#### [Assignment]
Work out how many lines in the listing below include the word "ApiResponse". Give nothing but the number.

---+---

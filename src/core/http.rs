//! JSON-first HTTP request wrapper.
//!
//! Every request carries `Accept` and `Content-Type: application/json`
//! unless the caller overrides them. Bodies are only sent for POST, PUT and
//! PATCH. Responses decode as JSON when they parse, otherwise as text.

use std::fmt;
use std::str::FromStr;
use std::time::Duration;

use reqwest::blocking::Client;
use serde::Serialize;
use serde_json::Value;

use crate::error::{Error, HttpStatusDetails, Result};

pub const DEFAULT_TIMEOUT_SECS: u64 = 30;

const JSON_MEDIA_TYPE: &str = "application/json";

#[derive(Debug, Clone, Copy, PartialEq, Eq, Serialize)]
#[serde(rename_all = "UPPERCASE")]
pub enum HttpMethod {
    Get,
    Post,
    Put,
    Delete,
    Patch,
}

impl HttpMethod {
    pub const ALL: [HttpMethod; 5] = [
        HttpMethod::Get,
        HttpMethod::Post,
        HttpMethod::Put,
        HttpMethod::Delete,
        HttpMethod::Patch,
    ];

    pub fn as_str(&self) -> &'static str {
        match self {
            HttpMethod::Get => "GET",
            HttpMethod::Post => "POST",
            HttpMethod::Put => "PUT",
            HttpMethod::Delete => "DELETE",
            HttpMethod::Patch => "PATCH",
        }
    }

    pub fn carries_body(&self) -> bool {
        matches!(self, HttpMethod::Post | HttpMethod::Put | HttpMethod::Patch)
    }

    fn to_reqwest(self) -> reqwest::Method {
        match self {
            HttpMethod::Get => reqwest::Method::GET,
            HttpMethod::Post => reqwest::Method::POST,
            HttpMethod::Put => reqwest::Method::PUT,
            HttpMethod::Delete => reqwest::Method::DELETE,
            HttpMethod::Patch => reqwest::Method::PATCH,
        }
    }
}

impl fmt::Display for HttpMethod {
    fn fmt(&self, f: &mut fmt::Formatter<'_>) -> fmt::Result {
        f.write_str(self.as_str())
    }
}

impl FromStr for HttpMethod {
    type Err = Error;

    fn from_str(s: &str) -> Result<Self> {
        let upper = s.trim().to_ascii_uppercase();
        HttpMethod::ALL
            .into_iter()
            .find(|m| m.as_str() == upper)
            .ok_or_else(|| {
                let allowed: Vec<String> =
                    HttpMethod::ALL.iter().map(|m| m.as_str().to_string()).collect();
                Error::validation_invalid_argument(
                    "method",
                    format!(
                        "Invalid HTTP method: {}. Allowed methods: {}",
                        upper,
                        allowed.join(", ")
                    ),
                    Some(s.to_string()),
                    Some(allowed),
                )
            })
    }
}

#[derive(Debug, Clone)]
pub struct ApiRequest {
    pub method: HttpMethod,
    pub endpoint: String,
    pub params: Vec<(String, String)>,
    pub body: Option<Value>,
    pub headers: Vec<(String, String)>,
    pub timeout: Duration,
}

impl ApiRequest {
    pub fn new(method: HttpMethod, endpoint: impl Into<String>) -> Self {
        Self {
            method,
            endpoint: endpoint.into(),
            params: Vec::new(),
            body: None,
            headers: Vec::new(),
            timeout: Duration::from_secs(DEFAULT_TIMEOUT_SECS),
        }
    }

    pub fn param(mut self, name: impl Into<String>, value: impl Into<String>) -> Self {
        self.params.push((name.into(), value.into()));
        self
    }

    pub fn body(mut self, body: Value) -> Self {
        self.body = Some(body);
        self
    }

    pub fn header(mut self, name: impl Into<String>, value: impl Into<String>) -> Self {
        self.headers.push((name.into(), value.into()));
        self
    }

    pub fn timeout(mut self, timeout: Duration) -> Self {
        self.timeout = timeout;
        self
    }

    /// Default JSON headers overlaid with the caller's. Names compare
    /// case-insensitively; a later header replaces an earlier one in place.
    pub fn merged_headers(&self) -> Vec<(String, String)> {
        let mut merged: Vec<(String, String)> = vec![
            ("Accept".to_string(), JSON_MEDIA_TYPE.to_string()),
            ("Content-Type".to_string(), JSON_MEDIA_TYPE.to_string()),
        ];

        for (name, value) in &self.headers {
            match merged
                .iter_mut()
                .find(|(existing, _)| existing.eq_ignore_ascii_case(name))
            {
                Some(slot) => slot.1 = value.clone(),
                None => merged.push((name.clone(), value.clone())),
            }
        }

        merged
    }

    /// The body that will actually be sent: none for GET/DELETE, and none
    /// when the body is null or an empty object/array.
    pub fn effective_body(&self) -> Option<&Value> {
        if !self.method.carries_body() {
            return None;
        }
        self.body.as_ref().filter(|body| !is_empty_body(body))
    }
}

fn is_empty_body(body: &Value) -> bool {
    match body {
        Value::Null => true,
        Value::Object(map) => map.is_empty(),
        Value::Array(items) => items.is_empty(),
        _ => false,
    }
}

#[derive(Debug, Clone, PartialEq, Serialize)]
#[serde(untagged)]
pub enum ApiResponse {
    Json(Value),
    Text(String),
}

/// JSON when the body parses, otherwise the raw text.
pub fn decode_body(body: String) -> ApiResponse {
    match serde_json::from_str::<Value>(&body) {
        Ok(value) => ApiResponse::Json(value),
        Err(_) => ApiResponse::Text(body),
    }
}

/// Send `request` and decode the response. Transport failures map to
/// `http.request_failed`; 4xx/5xx responses map to `http.status_error` with
/// the response body attached.
pub fn hit_api(request: &ApiRequest) -> Result<ApiResponse> {
    let method = request.method.as_str();
    let endpoint = request.endpoint.as_str();
    let request_failed = |e: reqwest::Error| Error::http_request_failed(method, endpoint, e);

    let client = Client::builder()
        .timeout(request.timeout)
        .build()
        .map_err(request_failed)?;

    let mut builder = client.request(request.method.to_reqwest(), endpoint);
    for (name, value) in request.merged_headers() {
        builder = builder.header(name, value);
    }
    if !request.params.is_empty() {
        builder = builder.query(&request.params);
    }
    if let Some(body) = request.effective_body() {
        builder = builder.json(body);
    }

    log_status!("api", "{} {}", method, endpoint);

    let response = builder.send().map_err(request_failed)?;
    let status = response.status();
    let body = response.text().map_err(request_failed)?;

    if status.is_client_error() || status.is_server_error() {
        return Err(Error::http_status_error(HttpStatusDetails {
            method: method.to_string(),
            url: endpoint.to_string(),
            status: status.as_u16(),
            body,
        }));
    }

    Ok(decode_body(body))
}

---+---

#### [Answer to the problem]
5